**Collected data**
┄┄┄┄┄┄┄┄┄┄┄┄┄┄┄┄┄┄┄┄
#[cfg(test)]
mod tests {
    use super::*;
    use axum::body::Body;
    use axum::http::{Method, Request};
    use landing_judge_config::SettingsLoader;
    use landing_judge_core::SpeechSynthesizer;
    use landing_judge_tts::{AudioCache, SpeechService, StaticProviders, StubSynthesizer};
    use std::sync::Arc;
    use tempfile::TempDir;
    use tower::ServiceExt;

    struct Harness {
        _dir: TempDir,
        state: AppState,
        env_path: std::path::PathBuf,
    }

    fn harness_with(providers: Vec<Arc<dyn SpeechSynthesizer>>, extra: &str) -> Harness {
        let dir = TempDir::new().unwrap();
        let static_dir = dir.path().join("static");
        std::fs::create_dir_all(&static_dir).unwrap();
        let env_path = dir.path().join(".env");
        std::fs::write(
            &env_path,
            format!(
                "STATIC_DIR={}\nQUOTES_FILE={}\nDEFAULT_QUOTES_FILE={}\nTTS_PROVIDER=polly\nTTS_FALLBACK=local\n{extra}",
                static_dir.display(),
                dir.path().join("quotes.json").display(),
                dir.path().join("quotes.default.json").display(),
            ),
        )
        .unwrap();

        let loader = SettingsLoader::new(&env_path).without_environment();
        let speech = SpeechService::new(
            AudioCache::new(&static_dir),
            Arc::new(StaticProviders::new(providers)),
        );
        let state = AppState::new(loader, speech, &static_dir, None);
        Harness {
            _dir: dir,
            state,
            env_path,
        }
    }

    fn harness() -> Harness {
        harness_with(vec![Arc::new(StubSynthesizer::new(ProviderKind::Polly))], "")
    }

    async fn send(h: &Harness, method: Method, uri: &str, body: &str) -> (StatusCode, Value) {
        let request = Request::builder()
            .method(method)
            .uri(uri)
            .header(header::CONTENT_TYPE, "application/json")
            .body(Body::from(body.to_string()))
            .unwrap();
        let response = router(h.state.clone()).oneshot(request).await.unwrap();
        let status = response.status();
        let bytes = axum::body::to_bytes(response.into_body(), usize::MAX).await.unwrap();
        let json = serde_json::from_slice(&bytes).unwrap_or(Value::Null);
        (status, json)
    }

    async fn get(h: &Harness, uri: &str) -> (StatusCode, Value) {
        send(h, Method::GET, uri, "").await
    }

    #[tokio::test]
    async fn test_vote_broadcasts_and_returns_payload() {
        let h = harness();
        let mut rx = h.state.hub.subscribe();

        let (status, json) = get(&h, "/vote/7").await;
        assert_eq!(status, StatusCode::OK);
        assert_eq!(json["type"], "vote");
        assert_eq!(json["score"], 7);
        assert_eq!(json["level"], "good");
        assert_eq!(json["message"], "Nice! Most passengers missed it.");
        assert_eq!(json["quote"], "Nice! Most passengers missed it.");
        assert!(json["audio_url"].as_str().unwrap().starts_with("/static/audio/"));
        assert_eq!(json["duration_ms"], 8000);

        match rx.try_recv().unwrap() {
            OverlayEvent::Vote(v) => assert_eq!(v.score.value(), 7),
            other => panic!("unexpected event {other:?}"),
        }
    }

    #[tokio::test]
    async fn test_vote_clamps_and_rejects_non_integers() {
        let h = harness();
        assert_eq!(get(&h, "/vote/42").await.1["score"], 10);
        assert_eq!(get(&h, "/vote/-3").await.1["score"], 1);
        assert_eq!(get(&h, "/vote/99999999999999999999").await.1["score"], 10);

        let (status, json) = get(&h, "/vote/abc").await;
        assert_eq!(status, StatusCode::BAD_REQUEST);
        assert!(json["error"].as_str().unwrap().contains("integer"));
    }

    #[tokio::test]
    async fn test_vote_without_tts_has_no_audio() {
        let h = harness_with(
            vec![Arc::new(StubSynthesizer::new(ProviderKind::Polly))],
            "ENABLE_TTS=false\nENABLE_DINGDONG=true\n",
        );
        let (_, json) = get(&h, "/vote/9").await;
        assert_eq!(json["audio_url"], "");
        assert_eq!(json["enable_tts"], false);
        assert_eq!(json["enable_dingdong"], true);
    }

    #[tokio::test]
    async fn test_vote_survives_failing_providers() {
        let h = harness_with(
            vec![
                Arc::new(StubSynthesizer::new(ProviderKind::Polly).failing()),
                Arc::new(StubSynthesizer::new(ProviderKind::Local).failing()),
            ],
            "",
        );
        let (status, json) = get(&h, "/vote/2").await;
        assert_eq!(status, StatusCode::OK);
        assert_eq!(json["audio_url"], "");
        assert_eq!(json["level"], "bad");
    }

    #[tokio::test]
    async fn test_cached_audio_is_served() {
        let h = harness();
        let (_, json) = get(&h, "/vote/10").await;
        let url = json["audio_url"].as_str().unwrap().to_string();

        let request = Request::builder().uri(&url).body(Body::empty()).unwrap();
        let response = router(h.state.clone()).oneshot(request).await.unwrap();
        assert_eq!(response.status(), StatusCode::OK);
    }

    #[tokio::test]
    async fn test_theme_clamps_and_persists() {
        let h = harness();
        let mut rx = h.state.hub.subscribe();

        let (status, json) = send(&h, Method::POST, "/theme", r#"{"hue_deg": 400}"#).await;
        assert_eq!(status, StatusCode::OK);
        assert_eq!(json, json!({ "ok": true, "hue_deg": 360 }));
        assert_eq!(rx.try_recv().unwrap(), OverlayEvent::Theme { hue_deg: 360 });
        assert!(std::fs::read_to_string(&h.env_path)
            .unwrap()
            .contains("OVERLAY_HUE_DEG=360"));

        let (_, json) = send(&h, Method::POST, "/theme", "not json").await;
        assert_eq!(json["hue_deg"], 0);
        let (_, json) = send(&h, Method::POST, "/theme", r#"{"hue_deg": "120"}"#).await;
        assert_eq!(json["hue_deg"], 120);
    }

    #[tokio::test]
    async fn test_preview_defaults_and_clamps() {
        let h = harness();
        let (_, json) = send(&h, Method::POST, "/preview", "{}").await;
        assert_eq!(json, json!({ "ok": true, "active": false, "score": 1 }));

        let mut rx = h.state.hub.subscribe();
        let (_, json) = send(&h, Method::POST, "/preview", r#"{"active": 1, "score": 12}"#).await;
        assert_eq!(json, json!({ "ok": true, "active": true, "score": 10 }));
        assert_eq!(
            rx.try_recv().unwrap(),
            OverlayEvent::Preview {
                active: true,
                score: Score::clamped(10)
            }
        );
    }

    #[tokio::test]
    async fn test_settings_get_redacts_secrets() {
        let h = harness_with(
            vec![Arc::new(StubSynthesizer::new(ProviderKind::Polly))],
            "AWS_SECRET_ACCESS_KEY=very-secret\n",
        );
        let (status, json) = get(&h, "/settings").await;
        assert_eq!(status, StatusCode::OK);
        assert_eq!(json["aws_secret_access_key"], "********");
        assert_eq!(json["port"], 5005);
        assert!(json.get("warning").is_none());
    }

    #[tokio::test]
    async fn test_settings_list_presets() {
        let h = harness();
        let (_, json) = get(&h, "/settings").await;
        let presets = json["presets"].as_array().unwrap();
        assert_eq!(presets.len(), EffectPreset::ALL.len());
        assert_eq!(presets[0], json!({
            "id": "none",
            "description": "No processing, clean direct audio.",
            "noise": null,
        }));
        let radio = presets.iter().find(|p| p["id"] == "atc_radio").unwrap();
        assert_eq!(radio["noise"], "radio");
        let apron = presets.iter().find(|p| p["id"] == "apron_outdoor").unwrap();
        assert_eq!(apron["noise"], "wind");
    }

    #[tokio::test(flavor = "current_thread")]
    async fn test_file_backed_endpoints_on_single_thread_runtime() {
        let h = harness();
        assert_eq!(get(&h, "/settings").await.0, StatusCode::OK);
        assert_eq!(get(&h, "/quotes").await.0, StatusCode::OK);
        assert_eq!(get(&h, "/vote/6").await.0, StatusCode::OK);
        let (status, _) = send(&h, Method::PUT, "/settings", r#"{"ENABLE_DINGDONG": false}"#).await;
        assert_eq!(status, StatusCode::OK);
        let (status, _) = send(&h, Method::POST, "/theme", r#"{"hue_deg": 30}"#).await;
        assert_eq!(status, StatusCode::OK);
        assert!(std::fs::read_to_string(&h.env_path)
            .unwrap()
            .contains("OVERLAY_HUE_DEG=30"));
    }

    #[tokio::test]
    async fn test_settings_put_applies_and_broadcasts() {
        let h = harness();
        let mut rx = h.state.hub.subscribe();

        let (status, json) = send(
            &h,
            Method::PUT,
            "/settings",
            r#"{"ENABLE_TTS": false, "effect_preset": "atc_radio", "OVERLAY_HUE_DEG": 90}"#,
        )
        .await;
        assert_eq!(status, StatusCode::OK);
        assert_eq!(json["enable_tts"], false);
        assert_eq!(json["effect_preset"], "atc_radio");
        assert!(json["warning"].as_str().unwrap().contains("Joanna"));

        match rx.try_recv().unwrap() {
            OverlayEvent::Settings(s) => {
                assert!(!s.enable_tts);
                assert_eq!(s.effects.preset.as_str(), "atc_radio");
            }
            other => panic!("unexpected event {other:?}"),
        }
        assert_eq!(rx.try_recv().unwrap(), OverlayEvent::Theme { hue_deg: 90 });
    }

    #[tokio::test]
    async fn test_settings_put_rejects_bad_input() {
        let h = harness();
        let (status, _) = send(&h, Method::PUT, "/settings", r#"{"NOT_A_KEY": 1}"#).await;
        assert_eq!(status, StatusCode::BAD_REQUEST);
        let (status, _) = send(&h, Method::PUT, "/settings", "[1, 2]").await;
        assert_eq!(status, StatusCode::BAD_REQUEST);
    }

    #[tokio::test]
    async fn test_settings_reset_broadcasts_settings_and_theme() {
        let h = harness_with(
            vec![Arc::new(StubSynthesizer::new(ProviderKind::Polly))],
            "OVERLAY_HUE_DEG=200\nENABLE_TTS=false\n",
        );
        let mut rx = h.state.hub.subscribe();

        let (status, json) = send(&h, Method::POST, "/settings/reset", "").await;
        assert_eq!(status, StatusCode::OK);
        assert_eq!(json["overlay_hue_deg"], 0);
        assert_eq!(json["enable_tts"], true);
        assert!(matches!(rx.try_recv().unwrap(), OverlayEvent::Settings(_)));
        assert_eq!(rx.try_recv().unwrap(), OverlayEvent::Theme { hue_deg: 0 });
    }

    #[tokio::test]
    async fn test_quotes_round_trip() {
        let h = harness();
        let (status, _) = send(&h, Method::PUT, "/quotes", r#"["nope"]"#).await;
        assert_eq!(status, StatusCode::BAD_REQUEST);

        let (status, _) = send(
            &h,
            Method::PUT,
            "/quotes",
            r#"{"quotes": {"4": ["Four on the floor."]}}"#,
        )
        .await;
        assert_eq!(status, StatusCode::OK);

        let (_, json) = get(&h, "/quotes").await;
        assert_eq!(json["quotes"]["4"], json!(["Four on the floor."]));
        assert_eq!(json["messages"]["4"], "Not bad, not smooth. We felt it.");

        let (_, vote) = get(&h, "/vote/4").await;
        assert_eq!(vote["quote"], "Four on the floor.");
    }

    #[tokio::test]
    async fn test_voices_by_provider() {
        let h = harness();
        let (status, json) = get(&h, "/voices").await;
        assert_eq!(status, StatusCode::OK);
        assert_eq!(json["provider"], "polly");
        assert_eq!(json["voices"][0]["id"], "Stub");

        let (status, _) = get(&h, "/voices?provider=festival").await;
        assert_eq!(status, StatusCode::BAD_REQUEST);
    }

    #[tokio::test]
    async fn test_clear_cache_reports_and_broadcasts() {
        let h = harness();
        get(&h, "/vote/5").await;
        let mut rx = h.state.hub.subscribe();

        let (status, json) = send(&h, Method::DELETE, "/cache", "").await;
        assert_eq!(status, StatusCode::OK);
        assert_eq!(json["deleted"], 1);
        assert_eq!(json["ok"], true);
        assert_eq!(rx.try_recv().unwrap(), OverlayEvent::CacheCleared { deleted: 1 });
    }

    #[tokio::test]
    async fn test_health_and_metrics() {
        let h = harness();
        let (status, json) = get(&h, "/health").await;
        assert_eq!(status, StatusCode::OK);
        assert_eq!(json["status"], "ok");
        assert_eq!(json["subscribers"], 0);

        let (status, _) = get(&h, "/metrics").await;
        assert_eq!(status, StatusCode::NOT_FOUND);
    }

    #[tokio::test]
    async fn test_overlay_page_injects_hue() {
        let h = harness_with(
            vec![Arc::new(StubSynthesizer::new(ProviderKind::Polly))],
            "OVERLAY_HUE_DEG=123\n",
        );
        let request = Request::builder().uri("/overlay").body(Body::empty()).unwrap();
        let response = router(h.state.clone()).oneshot(request).await.unwrap();
        assert_eq!(response.status(), StatusCode::OK);
        let bytes = axum::body::to_bytes(response.into_body(), usize::MAX).await.unwrap();
        let html = String::from_utf8(bytes.to_vec()).unwrap();
        assert!(html.contains("--hue: 123deg"));
    }

    #[tokio::test]
    async fn test_stream_sends_hello_first() {
        let h = harness();
        let request = Request::builder().uri("/stream").body(Body::empty()).unwrap();
        let response = router(h.state.clone()).oneshot(request).await.unwrap();

        assert_eq!(response.status(), StatusCode::OK);
        assert_eq!(response.headers()[header::CONTENT_TYPE], "text/event-stream");
        assert_eq!(response.headers()[header::CACHE_CONTROL], "no-cache");
        assert_eq!(response.headers()["x-accel-buffering"], "no");

        let mut body = response.into_body().into_data_stream();
        let first = body.next().await.unwrap().unwrap();
        assert_eq!(&first[..], b"data: {\"type\":\"hello\"}\n\n");

        h.state.hub.publish(OverlayEvent::CacheCleared { deleted: 2 });
        let next = body.next().await.unwrap().unwrap();
        assert_eq!(&next[..], b"data: {\"type\":\"cache_cleared\",\"deleted\":2}\n\n");
    }

    #[test]
    fn test_lenient_helpers() {
        let body = json!({ "a": 3.9, "b": "7", "c": true, "d": [] });
        assert_eq!(int_field(&body, "a"), Some(3));
        assert_eq!(int_field(&body, "b"), Some(7));
        assert_eq!(int_field(&body, "c"), Some(1));
        assert_eq!(int_field(&body, "d"), None);
        assert!(!truthy(&json!("")));
        assert!(truthy(&json!("yes")));
        assert!(!truthy(&json!(0)));
    }
}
┄┄┄┄┄┄┄┄┄┄┄┄┄┄┄┄┄┄┄┄
**WORK TO BE COMPLETED**
Only one span of lines is wanted: the line with "let first = body.next().await.unwrap().unwrap();" and every line after it to the end of the entries, output exactly.

**ANSWER BELOW**
        let first = body.next().await.unwrap().unwrap();
        assert_eq!(&first[..], b"data: {\"type\":\"hello\"}\n\n");

        h.state.hub.publish(OverlayEvent::CacheCleared { deleted: 2 });
        let next = body.next().await.unwrap().unwrap();
        assert_eq!(&next[..], b"data: {\"type\":\"cache_cleared\",\"deleted\":2}\n\n");
    }

    #[test]
    fn test_lenient_helpers() {
        let body = json!({ "a": 3.9, "b": "7", "c": true, "d": [] });
        assert_eq!(int_field(&body, "a"), Some(3));
        assert_eq!(int_field(&body, "b"), Some(7));
        assert_eq!(int_field(&body, "c"), Some(1));
        assert_eq!(int_field(&body, "d"), None);
        assert!(!truthy(&json!("")));
        assert!(truthy(&json!("yes")));
        assert!(!truthy(&json!(0)));
    }
}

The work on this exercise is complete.